Isaac and Rosetta set sail for Melbourne in 1851, when Isaac was nearly fifty years old and had gone into business without much success.
However, the story goes that when he had money, he gave five guineas to the building fund of the synagogue and bought part or all of the Hebrew library from Dr. David Hailperin. The Pulvers had six children – four born in England and two in Australia. The two born in Melbourne were Solomon and Louis, neither of whom married.
Louis was born in 1855 and educated in Melbourne. He acquired good Jewish knowledge and training in traditional synagogue melodies through his father. Her secular education came from the Jewish Day School and Melbourne Model School. He majored in music and obtained a certificate from the Victorian Education Department. He funded most of his education by working as a warehouse assistant for Feldheim, Jacobs and Company for three or four years. He became a proficient violinist, pianist and organist, as well as other instruments. He was honorary secretary of the local orchestral society, composed the music for some of Longfellow’s poems, and taught music and singing. His main focus was within the Jewish community with his Jewish career initially centered on the East Melbourne Hebrew Congregation, where he was choirmaster, secretary, teacher and principal. He disliked secretarial work and felt dissatisfied with his work with the choir, in part because he could not recruit enough boy choristers.
He loved his teaching and, although he had no formal qualifications, he had a teaching philosophy. He said, “My first and foremost duty is to make my students good; imparting knowledge comes next.” Louis had an excellent rapport with his students; and it is said that there is an electric current in his class. His classes were so popular that money had to be spent to expand the synagogue classroom. Classes were held on Sunday mornings and three afternoons a week after school. There was a carefully designed curriculum and boys and girls learned separately without children to be promoted to the next class without passing the Pulver test. The day’s lessons ended with the singing of “God Save the Queen” – in Hebrew.

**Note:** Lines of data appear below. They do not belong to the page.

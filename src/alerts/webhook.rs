//! Discord-compatible webhook delivery.
//!
//! Each notifier owns one webhook URL and POSTs messages as
//! `{"content": "..."}` JSON, which is the payload shape Discord webhook
//! endpoints accept.

use async_trait::async_trait;
use reqwest::Client;
use serde_json::json;

use super::{Notifier, NotifyError};

pub struct WebhookNotifier {
    url: String,
    http: Client,
}

impl WebhookNotifier {
    pub fn new(url: String) -> Self {
        Self {
            url,
            http: Client::new(),
        }
    }

    pub fn url(&self) -> &str {
        &self.url
    }
}

#[async_trait]
impl Notifier for WebhookNotifier {
    async fn send(&self, message: &str) -> Result<(), NotifyError> {
        let response = self
            .http
            .post(&self.url)
            .json(&json!({ "content": message }))
            .send()
            .await
            .map_err(|err| NotifyError::Transport(err.to_string()))?;

        if !response.status().is_success() {
            return Err(NotifyError::Status(response.status().as_u16()));
        }

        Ok(())
    }
}
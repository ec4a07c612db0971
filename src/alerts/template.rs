//! Alert message templating.
//!
//! `$name` / `${name}` placeholder substitution with relaxed semantics:
//! a placeholder with no matching value is left verbatim and `$$` escapes
//! a literal dollar sign. Substitution can never fail — a missing field in
//! one feed record must not crash alert delivery for the rest.

use std::collections::BTreeMap;

/// The per-connection alert template sent to the main channel.
pub const CONNECTION_ALERT_TEMPLATE: &str = "Source system signature $signatureId:\n\
     $sourceSolarSystem\n\
     Destination system signature $wormholeDestinationSignatureId:\n\
     $destinationSolarSystem";

/// Substitute `$name` and `${name}` placeholders from `values`.
///
/// Unknown placeholders stay verbatim; `$$` renders a literal `$`; a `$`
/// not introducing a valid placeholder is passed through unchanged.
pub fn format_message(template: &str, values: &BTreeMap<String, String>) -> String {
    let mut out = String::with_capacity(template.len());
    let mut chars = template.char_indices().peekable();

    while let Some((start, ch)) = chars.next() {
        if ch != '$' {
            out.push(ch);
            continue;
        }

        match chars.peek().copied() {
            Some((_, '$')) => {
                chars.next();
                out.push('$');
            }
            Some((brace_start, '{')) => {
                chars.next();
                let name_start = brace_start + 1;
                let mut name_end = name_start;
                let mut closed = false;
                for (idx, c) in chars.by_ref() {
                    if c == '}' {
                        closed = true;
                        name_end = idx;
                        break;
                    }
                }
                let name = &template[name_start..name_end.max(name_start)];
                if closed && is_identifier(name) {
                    match values.get(name) {
                        Some(value) => out.push_str(value),
                        None => out.push_str(&template[start..name_end + 1]),
                    }
                } else if closed {
                    out.push_str(&template[start..name_end + 1]);
                } else {
                    out.push_str(&template[start..]);
                    break;
                }
            }
            _ => {
                let name_start = start + 1;
                let mut name_end = name_start;
                while let Some(&(idx, c)) = chars.peek() {
                    if c.is_ascii_alphanumeric() || c == '_' {
                        chars.next();
                        name_end = idx + c.len_utf8();
                    } else {
                        break;
                    }
                }
                let name = &template[name_start..name_end];
                if is_identifier(name) {
                    match values.get(name) {
                        Some(value) => out.push_str(value),
                        None => out.push_str(&template[start..name_end]),
                    }
                } else {
                    out.push('$');
                }
            }
        }
    }

    out
}

fn is_identifier(name: &str) -> bool {
    let mut chars = name.chars();
    match chars.next() {
        Some(c) if c.is_ascii_alphabetic() || c == '_' => {}
        _ => return false,
    }
    chars.all(|c| c.is_ascii_alphanumeric() || c == '_')
}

Louis was also very creative and organized extracurricular activities that everyone loved. He was like everyone’s uncle inviting them all to amazing picnics in Brighton Beach, and to his birthday parties and, when it came to being an educator, he was more than ahead on his time.
Louis was involved in fundraising for the Young Jewish Men’s Russian Relief Fund, the Melbourne Jewish Club and the Hebrew Ladies’ Benevolent Society, of which he was secretary. His musical interests included the Melbourne Artists’ Society, dedicated to classical music, of which he was the librarian.
Popular as he was, he often thought he was taken for granted and after the untimely death of Hyman Isaacs (director of the Sydney Jewish Education Board) in 1884, Louis applied for the job and was successful. He continued in this position until ill health forced him to resign in 1896. Once it became known that Louis was moving from Melbourne to Sydney, the community in East Melbourne tried to accommodate him. hold back, but it was too late. He was certainly well thought out and attended many farewell functions. The farewells held for him included everyone from the youngest to the oldest, and it was obvious that everyone was saddened by his departure. On January 7, 1885, he left for Sydney and was overwhelmed by the crowds who had come to the station to see him off. Melbourne has never known another teacher like Pulver.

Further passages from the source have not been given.